The current paradigm for RA driving the onset of meiosis in males and females. A) In the embryonic ovary, RA (green triangles) generated in the mesonephros drives the expression of Stra8 and the onset of meiosis in the oogonia (pink). In the male embryo, RA is still produced in the mesonephros; however, the action of CYP26B1 (red stars), an RA-metabolizing enzyme that is made by Sertoli cells and testicular interstitial cells, acts to degrade this RA, thereby preventing Stra8 expression and the onset of meiosis. B) In the postnatal testis, there are several possible ways in which RA might be generated and delivered to spermatogonia.

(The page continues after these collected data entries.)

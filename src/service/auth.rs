//! Authentication service for account registration and credential checks.
//!
//! Handles the full registration flow (input validation, admin code redemption,
//! password hashing, duplicate email detection) and login verification against
//! the stored Argon2 hash. Session handling stays in the controller layer; this
//! service only decides whether credentials are acceptable.

use argon2::{
    password_hash::{rand_core::OsRng, PasswordHash, PasswordHasher, PasswordVerifier, SaltString},
    Argon2,
};
use sea_orm::{DatabaseConnection, SqlErr};

use crate::{
    data::user::UserRepository,
    dto::{
        api::FieldErrorDto,
        auth::{LoginDto, RegisterDto},
    },
    error::{auth::AuthError, validation::ValidationError, AppError},
    model::user::{CreateUserParams, User},
    service::{admin::code::AdminCodeService, validation},
};

pub struct AuthService<'a> {
    db: &'a DatabaseConnection,
}

impl<'a> AuthService<'a> {
    pub fn new(db: &'a DatabaseConnection) -> Self {
        Self { db }
    }

    /// Registers a new user account.
    ///
    /// Normalizes the submitted fields (trimmed name, lowercased email, empty
    /// phone treated as absent), validates them, and hashes the password before
    /// it touches the database. A valid admin code grants the account admin
    /// privileges and consumes the code; an invalid or missing code results in
    /// a regular account.
    ///
    /// # Arguments
    /// - `dto`: Registration data as submitted by the client
    /// - `admin_codes`: Admin code service holding the one-time setup code
    ///
    /// # Returns
    /// - `Ok(User)`: The created account
    /// - `Err(AppError)`: Validation failure, duplicate email, or database error
    pub async fn register(
        &self,
        dto: RegisterDto,
        admin_codes: &AdminCodeService,
    ) -> Result<User, AppError> {
        let repo = UserRepository::new(self.db);

        let name = dto.name.trim().to_string();
        let email = dto.email.trim().to_lowercase();
        let phone = dto
            .phone
            .as_deref()
            .map(str::trim)
            .filter(|phone| !phone.is_empty())
            .map(str::to_string);

        let mut errors = Vec::new();

        if name.chars().count() < 2 {
            errors.push(FieldErrorDto::new(
                "name",
                "Name is required and must be at least 2 characters",
            ));
        }
        if !validation::is_valid_email(&email) {
            errors.push(FieldErrorDto::new("email", "Valid email is required"));
        }
        if dto.password.chars().count() < 8 {
            errors.push(FieldErrorDto::new(
                "password",
                "Password must be at least 8 characters",
            ));
        }
        if let Some(phone) = &phone {
            if !validation::is_valid_phone(phone) {
                errors.push(FieldErrorDto::new(
                    "phone",
                    "Phone number must be at least 10 digits",
                ));
            }
        }

        if !errors.is_empty() {
            return Err(ValidationError::new(errors).into());
        }

        // An invalid or expired code downgrades the account to non-admin
        // instead of failing registration.
        let admin = match &dto.admin_code {
            Some(code) => admin_codes.validate_and_consume(code).await,
            None => false,
        };

        if repo.find_by_email(&email).await?.is_some() {
            return Err(AppError::Conflict("Email already registered".to_string()));
        }

        let salt = SaltString::generate(&mut OsRng);
        let password_hash = Argon2::default()
            .hash_password(dto.password.as_bytes(), &salt)
            .map_err(|e| AuthError::PasswordHash(e.to_string()))?
            .to_string();

        match repo
            .create(CreateUserParams {
                name,
                email,
                password_hash,
                phone,
                admin,
            })
            .await
        {
            Ok(user) => Ok(user),
            // Two concurrent registrations can both pass the lookup above;
            // the unique index on email decides the winner.
            Err(err) if matches!(err.sql_err(), Some(SqlErr::UniqueConstraintViolation(_))) => {
                Err(AppError::Conflict("Email already registered".to_string()))
            }
            Err(err) => Err(err.into()),
        }
    }

    /// Verifies login credentials and returns the matching account.
    ///
    /// Unknown email addresses and wrong passwords produce the same error so
    /// the response does not reveal which one failed.
    ///
    /// # Arguments
    /// - `dto`: Login credentials as submitted by the client
    ///
    /// # Returns
    /// - `Ok(User)`: Credentials matched a registered account
    /// - `Err(AppError)`: Invalid credentials or database error
    pub async fn login(&self, dto: LoginDto) -> Result<User, AppError> {
        let repo = UserRepository::new(self.db);

        let email = dto.email.trim().to_lowercase();

        let Some(user) = repo.find_by_email(&email).await? else {
            return Err(AuthError::InvalidCredentials.into());
        };

        let parsed_hash = PasswordHash::new(&user.password_hash)
            .map_err(|e| AuthError::PasswordHash(e.to_string()))?;

        if Argon2::default()
            .verify_password(dto.password.as_bytes(), &parsed_hash)
            .is_err()
        {
            return Err(AuthError::InvalidCredentials.into());
        }

        Ok(user)
    }
}
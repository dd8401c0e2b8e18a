//! Clinic resource-booking domain models and parameters.
//!
//! Lab tests, health checkups and surgery requests are flat fire-and-forget
//! records with no relations or lifecycle. Each gets a creation parameter
//! type and a thin domain model returned by the repository after insert.

use chrono::{DateTime, NaiveDate, Utc};

/// Booked lab test.
#[derive(Debug, Clone, PartialEq)]
pub struct LabAppointment {
    pub id: i32,
    pub name: String,
    pub email: String,
    pub phone: String,
    pub test_type: String,
    pub date: NaiveDate,
    pub created_at: DateTime<Utc>,
}

impl LabAppointment {
    pub fn from_entity(entity: entity::lab_appointment::Model) -> Self {
        Self {
            id: entity.id,
            name: entity.name,
            email: entity.email,
            phone: entity.phone,
            test_type: entity.test_type,
            date: entity.date,
            created_at: entity.created_at,
        }
    }
}

/// Booked health checkup package.
#[derive(Debug, Clone, PartialEq)]
pub struct CheckupAppointment {
    pub id: i32,
    pub name: String,
    pub email: String,
    pub phone: String,
    pub package: String,
    pub date: NaiveDate,
    pub created_at: DateTime<Utc>,
}

impl CheckupAppointment {
    pub fn from_entity(entity: entity::checkup_appointment::Model) -> Self {
        Self {
            id: entity.id,
            name: entity.name,
            email: entity.email,
            phone: entity.phone,
            package: entity.package,
            date: entity.date,
            created_at: entity.created_at,
        }
    }
}

/// Submitted surgery request.
#[derive(Debug, Clone, PartialEq)]
pub struct Surgery {
    pub id: i32,
    pub name: String,
    pub email: String,
    pub phone: String,
    pub doctor: String,
    pub surgery_type: String,
    pub date: NaiveDate,
    /// File name of an already uploaded prescription, if any.
    pub prescription_file_name: Option<String>,
    pub created_at: DateTime<Utc>,
}

impl Surgery {
    pub fn from_entity(entity: entity::surgery::Model) -> Self {
        Self {
            id: entity.id,
            name: entity.name,
            email: entity.email,
            phone: entity.phone,
            doctor: entity.doctor,
            surgery_type: entity.surgery_type,
            date: entity.date,
            prescription_file_name: entity.prescription_file_name,
            created_at: entity.created_at,
        }
    }
}

/// Parameters for booking a lab test.
#[derive(Debug, Clone)]
pub struct CreateLabAppointmentParams {
    pub name: String,
    pub email: String,
    pub phone: String,
    pub test_type: String,
    pub date: NaiveDate,
}

/// Parameters for booking a health checkup.
#[derive(Debug, Clone)]
pub struct CreateCheckupAppointmentParams {
    pub name: String,
    pub email: String,
    pub phone: String,
    pub package: String,
    pub date: NaiveDate,
}

/// Parameters for submitting a surgery request.
#[derive(Debug, Clone)]
pub struct CreateSurgeryParams {
    pub name: String,
    pub email: String,
    pub phone: String,
    pub doctor: String,
    pub surgery_type: String,
    pub date: NaiveDate,
    pub prescription_file_name: Option<String>,
}
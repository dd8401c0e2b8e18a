use super::*;

/// Tests creating a health checkup appointment.
///
/// Expected: Ok with appointment created
#[tokio::test]
async fn creates_checkup_appointment() -> Result<(), DbErr> {
    let test = TestBuilder::new()
        .with_clinic_tables()
        .build()
        .await
        .unwrap();
    let db = test.db.as_ref().unwrap();

    let date = Utc::now().date_naive() + Duration::days(5);
    let repo = CheckupRepository::new(db);
    let appointment = repo
        .create(CreateCheckupAppointmentParams {
            name: "Tomas Novak".to_string(),
            email: "tomas.novak@example.com".to_string(),
            phone: "0787654321".to_string(),
            package: "Executive package".to_string(),
            date,
        })
        .await?;

    assert_eq!(appointment.name, "Tomas Novak");
    assert_eq!(appointment.package, "Executive package");
    assert_eq!(appointment.date, date);

    Ok(())
}
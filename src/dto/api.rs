use axum::http::StatusCode;
use serde::{Deserialize, Serialize};
use utoipa::ToSchema;

/// Success envelope carrying a payload.
#[derive(Serialize, Deserialize, Clone, Debug, ToSchema)]
pub struct ApiResponse<T> {
    pub success: bool,
    pub code: u16,
    pub message: String,
    pub data: T,
    #[serde(default, skip_serializing_if = "Option::is_none")]
    pub count: Option<usize>,
}

impl<T> ApiResponse<T> {
    pub fn new(status: StatusCode, message: impl Into<String>, data: T) -> Self {
        Self {
            success: true,
            code: status.as_u16(),
            message: message.into(),
            data,
            count: None,
        }
    }

    pub fn with_count(mut self, count: usize) -> Self {
        self.count = Some(count);
        self
    }
}

/// Success envelope without a payload (logout, health, clinic bookings).
#[derive(Serialize, Deserialize, Clone, Debug, PartialEq, ToSchema)]
pub struct MessageDto {
    pub success: bool,
    pub code: u16,
    pub message: String,
}

impl MessageDto {
    pub fn new(status: StatusCode, message: impl Into<String>) -> Self {
        Self {
            success: true,
            code: status.as_u16(),
            message: message.into(),
        }
    }
}

/// Failure envelope; `errors` is only present for field-level validation failures.
#[derive(Serialize, Deserialize, Clone, Debug, PartialEq, ToSchema)]
pub struct ErrorDto {
    pub success: bool,
    pub code: u16,
    pub message: String,
    #[serde(default, skip_serializing_if = "Option::is_none")]
    pub errors: Option<Vec<FieldErrorDto>>,
}

impl ErrorDto {
    pub fn new(status: StatusCode, message: impl Into<String>) -> Self {
        Self {
            success: false,
            code: status.as_u16(),
            message: message.into(),
            errors: None,
        }
    }

    pub fn with_errors(mut self, errors: Vec<FieldErrorDto>) -> Self {
        self.errors = Some(errors);
        self
    }
}

/// One failed field inside a validation failure envelope.
#[derive(Serialize, Deserialize, Clone, Debug, PartialEq, ToSchema)]
pub struct FieldErrorDto {
    pub code: u16,
    pub field: String,
    pub message: String,
}

impl FieldErrorDto {
    pub fn new(field: impl Into<String>, message: impl Into<String>) -> Self {
        Self {
            code: StatusCode::BAD_REQUEST.as_u16(),
            field: field.into(),
            message: message.into(),
        }
    }
}
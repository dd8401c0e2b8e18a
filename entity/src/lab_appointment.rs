use sea_orm::entity::prelude::*;

#[derive(Clone, Debug, PartialEq, DeriveEntityModel, Eq)]
#[sea_orm(table_name = "lab_appointment")]
pub struct Model {
    #[sea_orm(primary_key)]
    pub id: i32,
    pub name: String,
    pub email: String,
    pub phone: String,
    pub test_type: String,
    pub date: Date,
    pub created_at: DateTimeUtc,
}

#[derive(Copy, Clone, Debug, EnumIter, DeriveRelation)]
pub enum Relation {}

impl ActiveModelBehavior for ActiveModel {}
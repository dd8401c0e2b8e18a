use axum::{extract::State, http::StatusCode, response::IntoResponse, Json};
use tower_sessions::Session;

use crate::{
    dto::{
        api::{ApiResponse, ErrorDto, MessageDto},
        auth::{LoginDto, RegisterDto, UserDto},
    },
    error::AppError,
    middleware::{auth::AuthGuard, session::AuthSession},
    service::auth::AuthService,
    state::AppState,
};

/// Tag for grouping authentication endpoints in OpenAPI documentation
pub static AUTH_TAG: &str = "auth";

/// Register a new user account.
///
/// Creates a user from the submitted name, email, password and optional phone
/// number and hashes the password. Registration does not log the user in;
/// clients follow up with the login endpoint. Submitting the one-time admin
/// code printed at startup grants the admin flag; an invalid or missing code
/// simply creates a regular account.
///
/// # Access Control
/// - Public
///
/// # Arguments
/// - `state` - Application state containing the database connection
/// - `payload` - Registration data (name, email, password, phone, admin code)
///
/// # Returns
/// - `201 Created` - Account created
/// - `400 Bad Request` - One or more fields failed validation
/// - `409 Conflict` - Email is already registered
/// - `500 Internal Server Error` - Database error
#[utoipa::path(
    post,
    path = "/api/auth/register",
    tag = AUTH_TAG,
    request_body = RegisterDto,
    responses(
        (status = 201, description = "Account created", body = ApiResponse<UserDto>),
        (status = 400, description = "One or more fields failed validation", body = ErrorDto),
        (status = 409, description = "Email is already registered", body = ErrorDto),
        (status = 500, description = "Internal server error", body = ErrorDto)
    ),
)]
pub async fn register(
    State(state): State<AppState>,
    Json(payload): Json<RegisterDto>,
) -> Result<impl IntoResponse, AppError> {
    let service = AuthService::new(&state.db);

    let user = service
        .register(payload, &state.admin_code_service)
        .await?;

    Ok((
        StatusCode::CREATED,
        Json(ApiResponse::new(
            StatusCode::CREATED,
            "User registered successfully",
            user.into_dto(),
        )),
    ))
}

/// Log a user in with email and password.
///
/// Verifies the credentials against the stored password hash and stores the
/// user's id in the session on success. Unknown email and wrong password are
/// indistinguishable to the caller.
///
/// # Access Control
/// - Public
///
/// # Arguments
/// - `state` - Application state containing the database connection
/// - `session` - Session to establish for the user
/// - `payload` - Login credentials (email, password)
///
/// # Returns
/// - `200 OK` - Credentials accepted, session established
/// - `401 Unauthorized` - Invalid email or password
/// - `500 Internal Server Error` - Database or session error
#[utoipa::path(
    post,
    path = "/api/auth/login",
    tag = AUTH_TAG,
    request_body = LoginDto,
    responses(
        (status = 200, description = "Credentials accepted", body = ApiResponse<UserDto>),
        (status = 401, description = "Invalid email or password", body = ErrorDto),
        (status = 500, description = "Internal server error", body = ErrorDto)
    ),
)]
pub async fn login(
    State(state): State<AppState>,
    session: Session,
    Json(payload): Json<LoginDto>,
) -> Result<impl IntoResponse, AppError> {
    let service = AuthService::new(&state.db);

    let user = service.login(payload).await?;

    AuthSession::new(&session).set_user_id(user.id).await?;

    Ok((
        StatusCode::OK,
        Json(ApiResponse::new(
            StatusCode::OK,
            "Login successful",
            user.into_dto(),
        )),
    ))
}

/// Log the current user out.
///
/// Clears the session. Succeeds whether or not a user was logged in.
///
/// # Access Control
/// - Public
///
/// # Arguments
/// - `session` - Session to clear
///
/// # Returns
/// - `200 OK` - Session cleared
#[utoipa::path(
    post,
    path = "/api/auth/logout",
    tag = AUTH_TAG,
    responses(
        (status = 200, description = "Session cleared", body = MessageDto),
        (status = 500, description = "Internal server error", body = ErrorDto)
    ),
)]
pub async fn logout(session: Session) -> Result<impl IntoResponse, AppError> {
    AuthSession::new(&session).clear().await;

    Ok((
        StatusCode::OK,
        Json(MessageDto::new(StatusCode::OK, "Logged out successfully")),
    ))
}

/// Get the currently authenticated user.
///
/// # Access Control
/// - Logged-in users
///
/// # Arguments
/// - `state` - Application state containing the database connection
/// - `session` - User's session for authentication
///
/// # Returns
/// - `200 OK` - The authenticated user
/// - `401 Unauthorized` - No user is logged in
/// - `500 Internal Server Error` - Database error
#[utoipa::path(
    get,
    path = "/api/auth/me",
    tag = AUTH_TAG,
    responses(
        (status = 200, description = "The authenticated user", body = ApiResponse<UserDto>),
        (status = 401, description = "No user is logged in", body = ErrorDto),
        (status = 500, description = "Internal server error", body = ErrorDto)
    ),
)]
pub async fn get_current_user(
    State(state): State<AppState>,
    session: Session,
) -> Result<impl IntoResponse, AppError> {
    let user = AuthGuard::new(&state.db, &session).require(&[]).await?;

    Ok((
        StatusCode::OK,
        Json(ApiResponse::new(
            StatusCode::OK,
            "User retrieved successfully",
            user.into_dto(),
        )),
    ))
}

Retinol (ROL) may be internalized by either Sertoli cells or spermatogonia and converted first to retinaldehyde (RETALDH) and then to RA via a two-step process catalyzed by the alcohol dehydrogenases (ADH) and the aldehyde/retinaldehyde dehydrogenases (RALDH). Retinoic acid may also be delivered directly from the serum. Once inside the cell, RA can interact with RARs and stimulate transcription of a number of genes, including Stra8. The expression of Stra8 in spermatogonia, stimulated by RA, is coincident with the transition from undifferentiated type A spermatogonia to differentiated type A1 spermatogonia. Excess RA can be metabolized by the enzyme CYP26B1 into 4-oxo (OXO) and 4-hydroxy (OH) forms. These retinoid forms are then secreted from the cell.